2. Addressing this, Kane noted how critical to the Seventh Circuit’s holding in Mitra was the issue of having operated in a medium of interstate commerce that was within a federally regulated domain. Thus, he argued, Mitra is not applicable to this case, for video poker machines are not subject to federal regulation. [6] The Government refuted this claim, arguing that the Gambling Devices Act of 1962 (15 U.S.C. § 1171-78) subjugated these devices to federal regulation, therefore they operate within the same regulated domain.
3. The Government argued that, due to the video poker machines “attracting customers from all over the country to Las Vegas” to play them, they thereby affect interstate commerce.

In its ruling, the Court held the following:

1. The Court sided with the Government in that internet access is not the only way to constitute a computer as a protected computer.
2. The Court sided with the Defendant for, unlike the radio system in Mitra, a video poker machine has no such capability to transmit, receive, or otherwise communicate information across state lines.
  1. Additionally, the Court rejected the Government’s Gambling Devices Act applicability argument, declaring it invalid as this act functioned to merely regulated the shipping and transportation of these devices. Thus, “the machines themselves do not function within those channels as anything more than cargo”.
3. The Court held that the Government’s argument of affecting interstate commerce through the attraction of customers fails for two reasons:
  1. This proposed effect only holds in the aggregate, as the Government cannot show an individual video poker machine to have such an effect on interstate commerce.
  2. The basis of this argument derives from having “divorce[d] the function of the device, i.e. logical, arithmetic, or storage functions, from its supposed effects in interstate commerce.”

Emphasizing the need for a more “tangential relationship to interstate commerce”, the Court concluded that the video poker machines failed to constitute protected computers as doing so would “result in an unacceptably broad application of the term”.

=== Exceeds authorized access ===

==== Access ====
To address the Defendant’s claim of not having exceeded authorized access the Court first held that the Defendants, due to them having physically "interacted with the video poker machines in the manner for which they were designed", had accessed the video poker machine.

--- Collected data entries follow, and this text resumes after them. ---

#![forbid(unsafe_code)]

//! Grid layout engine for Gridboard.
//!
//! Leaves first:
//!
//! - [`placement`]: bounds and overlap validation.
//! - [`pack`]: deterministic first-fit re-flow of a whole layout.
//! - [`insert`]: first-fit, re-pack, then shrink-to-fit for one new widget.
//! - [`density`]: cell-size rescaling followed by a re-pack.
//! - [`interaction`]: the drag/resize state machine.
//! - [`history`]: bounded undo/redo snapshots.
//! - [`engine`]: the [`LayoutEngine`] context object tying them together.

pub mod config;
pub mod density;
pub mod document;
pub mod engine;
pub mod error;
pub mod history;
pub mod insert;
pub mod interaction;
pub mod pack;
pub mod placement;
pub mod preset;
pub mod widget;

pub use config::EngineConfig;
pub use density::{RescaleOutcome, RescaleWarning, Rescaler, rescale};
pub use document::{DASHBOARD_VERSION, DashboardDocument, ImportReport, ImportWarning};
pub use engine::{LayoutEngine, LoadOutcome};
pub use error::{DocumentError, LayoutError, Result};
pub use history::{DEFAULT_HISTORY_CAPACITY, LayoutHistory, SnapshotHistory};
pub use insert::{InsertPlan, InsertStrategy, InsertionPlanner, ShrinkAxis};
pub use interaction::{
    InteractionController, InteractionEffect, InteractionEvent, InteractionNoopReason,
    InteractionState, InteractionTransition,
};
pub use pack::{Packer, auto_sort};
pub use placement::{LayoutConflict, PlacementError, can_place, check_placement, layout_conflicts};
pub use preset::SizePreset;
pub use widget::{MINIMIZED_ROW_SPAN, Settings, Widget, WidgetId, WidgetKind};
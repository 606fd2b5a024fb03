//! End-to-end layout scenarios through the public API.

use gridboard_core::event::PointerPosition;
use gridboard_core::geometry::{CellSize, GridRect, GridSize};
use gridboard_layout::{
    EngineConfig, InsertStrategy, InsertionPlanner, LayoutEngine, LayoutHistory, Packer,
    ShrinkAxis, Widget, WidgetId, WidgetKind, layout_conflicts, rescale,
};

fn widget(id: &str, rect: GridRect, floor: (u16, u16)) -> Widget {
    Widget::new(id, WidgetKind::Notes, rect, floor)
}

fn find<'a>(layout: &'a [Widget], id: &str) -> &'a Widget {
    layout
        .iter()
        .find(|w| w.id.as_str() == id)
        .expect("widget present")
}

#[test]
fn first_fit_places_beside_existing_widget() {
    let planner = InsertionPlanner::new(Packer::new(GridSize::new(10, 10)));
    let layout = vec![widget("a", GridRect::new(1, 1, 4, 4), (4, 4))];
    let plan = planner
        .insert(&layout, widget("b", GridRect::new(1, 1, 4, 4), (4, 4)))
        .expect("fits");
    assert_eq!(plan.strategy, InsertStrategy::FirstFit);
    assert_eq!(find(&plan.layout, "b").rect(), GridRect::new(5, 1, 4, 4));
}

#[test]
fn full_grid_at_floor_rejects_insertion() {
    let planner = InsertionPlanner::new(Packer::new(GridSize::new(10, 10)));
    let layout = vec![widget("a", GridRect::new(1, 1, 10, 10), (10, 10))];
    assert!(planner
        .insert(&layout, widget("b", GridRect::new(1, 1, 4, 4), (4, 4)))
        .is_none());
}

#[test]
fn donor_gives_up_one_column() {
    let grid = GridSize::new(12, 4);
    let planner = InsertionPlanner::new(Packer::new(grid));
    let layout = vec![
        widget("a", GridRect::new(1, 1, 5, 4), (4, 4)),
        widget("b", GridRect::new(6, 1, 4, 4), (4, 4)),
    ];
    let plan = planner
        .insert(&layout, widget("c", GridRect::new(1, 1, 4, 4), (4, 4)))
        .expect("fits after shrink");
    assert_eq!(
        plan.strategy,
        InsertStrategy::Shrink {
            donor: WidgetId::new("a"),
            axis: ShrinkAxis::Columns
        }
    );
    assert_eq!(find(&plan.layout, "a").col_span, 4);
    assert!(layout_conflicts(&plan.layout, grid).is_empty());
}

#[test]
fn rescale_converts_geometry_before_packing() {
    let cell = |px| CellSize::new(px).expect("non-zero");
    let layout = vec![widget("a", GridRect::new(3, 2, 4, 3), (1, 1))];
    // A grid too small for the rescaled widget keeps the unpacked geometry.
    let outcome = rescale(&layout, cell(30), cell(20), GridSize::new(5, 4));
    assert!(outcome.warning.is_some());
    assert_eq!(outcome.layout[0].rect(), GridRect::new(4, 3, 6, 5));
}

#[test]
fn dropped_widget_may_overlap_until_sorted() {
    let mut engine = LayoutEngine::new(EngineConfig::new().viewport(300.0, 300.0)).with_widgets(vec![
        widget("a", GridRect::new(1, 1, 3, 3), (2, 2)),
        widget("b", GridRect::new(5, 1, 3, 3), (2, 2)),
    ]);
    engine.begin_drag(&WidgetId::new("b"), PointerPosition::new(200, 50));
    engine.pointer_up(PointerPosition::new(140, 50));
    assert_eq!(
        engine.widget(&WidgetId::new("b")).map(Widget::rect),
        Some(GridRect::new(3, 1, 3, 3))
    );
    assert_eq!(engine.conflicts().len(), 1);

    engine.auto_sort().expect("fits");
    assert!(engine.conflicts().is_empty());
    assert!(engine.undo());
    assert_eq!(engine.conflicts().len(), 1);
}

#[test]
fn history_keeps_the_most_recent_fifty() {
    let mut history = LayoutHistory::default();
    for n in 0..75u16 {
        history.push(&vec![widget("a", GridRect::new(1, 1, n + 1, 1), (1, 1))]);
    }
    assert_eq!(history.len(), 50);
    let oldest = history.oldest().expect("non-empty");
    // Push #26 (1-based) is the oldest survivor.
    assert_eq!(oldest[0].col_span, 26);
}
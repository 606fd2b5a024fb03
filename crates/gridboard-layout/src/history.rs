//! Bounded undo/redo history of layout snapshots.
//!
//! ```text
//! push(s3)            undo() x2             push(s4): new branch
//! undo: [s0 s1 s2 s3] undo: [s0 s1]         undo: [s0 s1 s4]
//! redo: []            redo: [s3 s2]         redo: []
//! ```
//!
//! The back of the undo stack is the current entry. Pushing a snapshot equal
//! to the current entry is a no-op, so re-committing an unchanged layout never
//! grows the history.

use std::collections::VecDeque;

use crate::widget::Widget;

/// Default number of retained snapshots.
pub const DEFAULT_HISTORY_CAPACITY: usize = 50;

/// Snapshot history for any cloneable, comparable state.
///
/// # Invariants
///
/// 1. `undo_stack.len() <= capacity` after every operation.
/// 2. The redo stack is cleared by every accepted `push`.
/// 3. `push` is ignored while a restore is in progress.
#[derive(Debug, Clone)]
pub struct SnapshotHistory<T> {
    undo_stack: VecDeque<T>,
    redo_stack: Vec<T>,
    capacity: usize,
    restoring: bool,
}

/// History of full widget arrays.
pub type LayoutHistory = SnapshotHistory<Vec<Widget>>;

impl<T: Clone + PartialEq> SnapshotHistory<T> {
    /// Capacity is clamped to at least one entry.
    #[must_use]
    pub fn new(capacity: usize) -> Self {
        Self {
            undo_stack: VecDeque::new(),
            redo_stack: Vec::new(),
            capacity: capacity.max(1),
            restoring: false,
        }
    }

    /// Record `snapshot` as the new current entry.
    ///
    /// Returns `true` if an entry was appended.
    pub fn push(&mut self, snapshot: &T) -> bool {
        if self.restoring {
            return false;
        }
        if self.undo_stack.back() == Some(snapshot) {
            return false;
        }
        self.redo_stack.clear();
        self.undo_stack.push_back(snapshot.clone());
        while self.undo_stack.len() > self.capacity {
            self.undo_stack.pop_front();
        }
        true
    }

    /// Step back one entry and return a copy of it.
    pub fn undo(&mut self) -> Option<T> {
        if self.undo_stack.len() < 2 {
            return None;
        }
        let current = self.undo_stack.pop_back()?;
        self.redo_stack.push(current);
        self.undo_stack.back().cloned()
    }

    /// Step forward one entry and return a copy of it.
    pub fn redo(&mut self) -> Option<T> {
        let snapshot = self.redo_stack.pop()?;
        self.undo_stack.push_back(snapshot);
        self.undo_stack.back().cloned()
    }

    /// Suppress pushes while an undo/redo result is being applied.
    pub fn begin_restore(&mut self) {
        self.restoring = true;
    }

    pub fn end_restore(&mut self) {
        self.restoring = false;
    }

    #[must_use]
    pub fn is_restoring(&self) -> bool {
        self.restoring
    }

    #[must_use]
    pub fn current(&self) -> Option<&T> {
        self.undo_stack.back()
    }

    #[must_use]
    pub fn can_undo(&self) -> bool {
        self.undo_stack.len() >= 2
    }

    #[must_use]
    pub fn can_redo(&self) -> bool {
        !self.redo_stack.is_empty()
    }

    /// Entries reachable by undo, including the current one.
    #[must_use]
    pub fn undo_depth(&self) -> usize {
        self.undo_stack.len()
    }

    #[must_use]
    pub fn redo_depth(&self) -> usize {
        self.redo_stack.len()
    }

    /// Total retained entries.
    #[must_use]
    pub fn len(&self) -> usize {
        self.undo_stack.len() + self.redo_stack.len()
    }

    #[must_use]
    pub fn is_empty(&self) -> bool {
        self.undo_stack.is_empty() && self.redo_stack.is_empty()
    }

    #[must_use]
    pub fn capacity(&self) -> usize {
        self.capacity
    }

    /// Oldest entry still reachable by undo.
    #[must_use]
    pub fn oldest(&self) -> Option<&T> {
        self.undo_stack.front()
    }

    /// Drop everything and start over from `snapshot`.
    pub fn reset(&mut self, snapshot: &T) {
        self.undo_stack.clear();
        self.redo_stack.clear();
        self.restoring = false;
        self.undo_stack.push_back(snapshot.clone());
    }
}

impl<T: Clone + PartialEq> Default for SnapshotHistory<T> {
    fn default() -> Self {
        Self::new(DEFAULT_HISTORY_CAPACITY)
    }
}

#[cfg(test)]
mod tests {
    use super::*;

    #[test]
    fn empty_history_has_nothing_to_step() {
        let mut history = SnapshotHistory::<i32>::default();
        assert!(history.is_empty());
        assert_eq!(history.undo(), None);
        assert_eq!(history.redo(), None);
        assert_eq!(history.capacity(), DEFAULT_HISTORY_CAPACITY);
    }

    #[test]
    fn consecutive_equal_pushes_are_deduplicated() {
        let mut history = SnapshotHistory::new(10);
        assert!(history.push(&1));
        assert!(!history.push(&1));
        assert!(history.push(&2));
        assert!(history.push(&1));
        assert_eq!(history.len(), 3);
    }

    #[test]
    fn undo_and_redo_round_trip() {
        let mut history = SnapshotHistory::new(10);
        for state in 1..=3 {
            history.push(&state);
        }
        assert_eq!(history.undo(), Some(2));
        assert_eq!(history.undo(), Some(1));
        assert_eq!(history.undo(), None);
        assert_eq!(history.current(), Some(&1));
        assert_eq!(history.redo(), Some(2));
        assert_eq!(history.redo(), Some(3));
        assert_eq!(history.redo(), None);
    }

    #[test]
    fn push_after_undo_drops_redo_branch() {
        let mut history = SnapshotHistory::new(10);
        for state in 1..=3 {
            history.push(&state);
        }
        history.undo();
        assert!(history.push(&9));
        assert!(!history.can_redo());
        assert_eq!(history.undo(), Some(2));
    }

    #[test]
    fn capacity_evicts_oldest() {
        let mut history = SnapshotHistory::new(DEFAULT_HISTORY_CAPACITY);
        for state in 1..=60 {
            history.push(&state);
        }
        assert_eq!(history.len(), 50);
        assert_eq!(history.oldest(), Some(&11));
        assert_eq!(history.current(), Some(&60));
    }

    #[test]
    fn pushes_are_ignored_during_restore() {
        let mut history = SnapshotHistory::new(10);
        history.push(&1);
        history.push(&2);
        let restored = history.undo();
        history.begin_restore();
        assert!(history.is_restoring());
        assert!(!history.push(&5));
        history.end_restore();
        assert_eq!(restored, Some(1));
        assert!(history.can_redo());
        assert_eq!(history.len(), 2);
    }

    #[test]
    fn reset_keeps_a_single_entry() {
        let mut history = SnapshotHistory::new(10);
        history.push(&1);
        history.push(&2);
        history.reset(&7);
        assert_eq!(history.len(), 1);
        assert_eq!(history.current(), Some(&7));
        assert!(!history.can_undo());
    }
}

==== Exceeds authorized access ====
Subsequently, the Court interpreted "exceeds authorized access" using 18 U.S.C. § 1030(e)(6) which defines it as:“[accessing] a computer with authorization and to use such access to obtain or alter information in the computer that the accessor is not entitled so to obtain or alter”.With the Defendants actions allowing them to obtain previously played hands, the Government argued that they had subsequently “obtain[ed] or altered information” that they were not authorized to access, thereby exceeding their authorized access.

However, with the Government having conceded that the Defendants were authorized to play video poker, the Court disagreed with the Government’s claim, as it effectively sought to criminalize the way the Defendants played the game.

Citing the Ninth Circuit’s opinion in United States v. Nosal, 676 F.3d 854 (9th Cir. 2012), the Court ruled that the “CFAA does not regulate the way individuals use the information which they are otherwise authorized to access” as such an application of CFAA would “transform whole categories of otherwise innocuous behavior into federal crimes simply because a computer was involved”. Resultantly, the Court held that the Defendants did not exceed their authorized access.

=== Ruling ===
Having affirmed that the video poker machines failed to constitute protected computers and that the Defendants actions failed to constitute exceeding authorized access, the Court concluded that the Defendants’ Motion to Dismiss charges under Title 18 U.S.C. § 1030(a)(4) should be granted.